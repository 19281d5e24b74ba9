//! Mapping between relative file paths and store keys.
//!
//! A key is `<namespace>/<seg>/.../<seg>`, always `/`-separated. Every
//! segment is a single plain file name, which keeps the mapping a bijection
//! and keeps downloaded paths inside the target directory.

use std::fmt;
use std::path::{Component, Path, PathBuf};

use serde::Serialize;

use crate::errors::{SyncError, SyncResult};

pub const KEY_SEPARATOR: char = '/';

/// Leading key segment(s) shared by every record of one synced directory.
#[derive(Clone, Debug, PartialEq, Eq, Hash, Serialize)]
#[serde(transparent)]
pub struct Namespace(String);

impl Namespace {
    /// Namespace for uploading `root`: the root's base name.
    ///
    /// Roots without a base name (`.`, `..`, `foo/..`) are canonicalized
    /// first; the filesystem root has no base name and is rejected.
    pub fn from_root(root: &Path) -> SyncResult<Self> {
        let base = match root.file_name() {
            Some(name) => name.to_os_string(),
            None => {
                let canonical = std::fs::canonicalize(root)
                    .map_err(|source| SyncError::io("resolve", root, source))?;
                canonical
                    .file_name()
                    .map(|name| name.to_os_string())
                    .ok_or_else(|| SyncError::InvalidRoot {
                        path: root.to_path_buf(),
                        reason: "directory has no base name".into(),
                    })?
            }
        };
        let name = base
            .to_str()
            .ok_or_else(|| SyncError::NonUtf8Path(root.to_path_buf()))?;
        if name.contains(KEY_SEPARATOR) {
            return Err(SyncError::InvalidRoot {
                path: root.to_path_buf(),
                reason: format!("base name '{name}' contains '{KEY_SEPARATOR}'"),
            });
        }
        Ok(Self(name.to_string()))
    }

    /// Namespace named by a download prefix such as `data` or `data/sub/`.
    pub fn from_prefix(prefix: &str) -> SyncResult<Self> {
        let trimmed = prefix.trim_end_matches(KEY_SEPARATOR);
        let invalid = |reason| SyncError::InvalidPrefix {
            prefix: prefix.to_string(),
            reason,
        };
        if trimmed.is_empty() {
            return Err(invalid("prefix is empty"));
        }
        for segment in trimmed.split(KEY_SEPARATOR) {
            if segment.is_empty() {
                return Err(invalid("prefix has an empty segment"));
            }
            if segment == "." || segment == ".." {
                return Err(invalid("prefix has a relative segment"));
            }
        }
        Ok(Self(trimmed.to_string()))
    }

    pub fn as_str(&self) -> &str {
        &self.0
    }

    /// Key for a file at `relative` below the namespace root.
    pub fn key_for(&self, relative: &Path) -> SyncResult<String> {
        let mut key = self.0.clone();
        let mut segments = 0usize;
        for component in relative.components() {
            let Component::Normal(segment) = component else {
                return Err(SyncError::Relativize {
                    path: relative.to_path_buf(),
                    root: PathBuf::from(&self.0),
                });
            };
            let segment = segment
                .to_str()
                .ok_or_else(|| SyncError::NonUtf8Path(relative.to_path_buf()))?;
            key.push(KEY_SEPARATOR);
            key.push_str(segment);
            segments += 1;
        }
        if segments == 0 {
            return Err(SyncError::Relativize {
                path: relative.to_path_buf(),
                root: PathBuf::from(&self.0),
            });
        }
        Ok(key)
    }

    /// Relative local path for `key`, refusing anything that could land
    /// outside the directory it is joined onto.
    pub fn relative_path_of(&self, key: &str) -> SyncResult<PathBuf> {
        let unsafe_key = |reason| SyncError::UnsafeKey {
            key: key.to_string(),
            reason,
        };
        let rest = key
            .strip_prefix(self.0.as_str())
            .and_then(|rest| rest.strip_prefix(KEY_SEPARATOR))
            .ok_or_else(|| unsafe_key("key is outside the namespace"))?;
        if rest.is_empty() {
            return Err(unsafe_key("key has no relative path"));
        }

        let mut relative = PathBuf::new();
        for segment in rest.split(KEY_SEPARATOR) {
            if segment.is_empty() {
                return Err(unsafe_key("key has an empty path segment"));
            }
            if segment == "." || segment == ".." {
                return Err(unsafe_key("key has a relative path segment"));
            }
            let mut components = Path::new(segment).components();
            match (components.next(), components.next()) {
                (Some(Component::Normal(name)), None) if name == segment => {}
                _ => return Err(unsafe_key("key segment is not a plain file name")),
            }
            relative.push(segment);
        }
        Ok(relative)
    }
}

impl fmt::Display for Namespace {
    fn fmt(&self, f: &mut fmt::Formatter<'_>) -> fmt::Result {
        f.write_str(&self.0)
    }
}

Your instructions: Within the data above, the lines from the one with "pub const KEY_SEPARATOR: char = '/';" to the one with "let base = match" must be repeated exactly; no other line belongs in the answer.

Result below:
pub const KEY_SEPARATOR: char = '/';

/// Leading key segment(s) shared by every record of one synced directory.
#[derive(Clone, Debug, PartialEq, Eq, Hash, Serialize)]
#[serde(transparent)]
pub struct Namespace(String);

impl Namespace {
    /// Namespace for uploading `root`: the root's base name.
    ///
    /// Roots without a base name (`.`, `..`, `foo/..`) are canonicalized
    /// first; the filesystem root has no base name and is rejected.
    pub fn from_root(root: &Path) -> SyncResult<Self> {
        let base = match root.file_name() {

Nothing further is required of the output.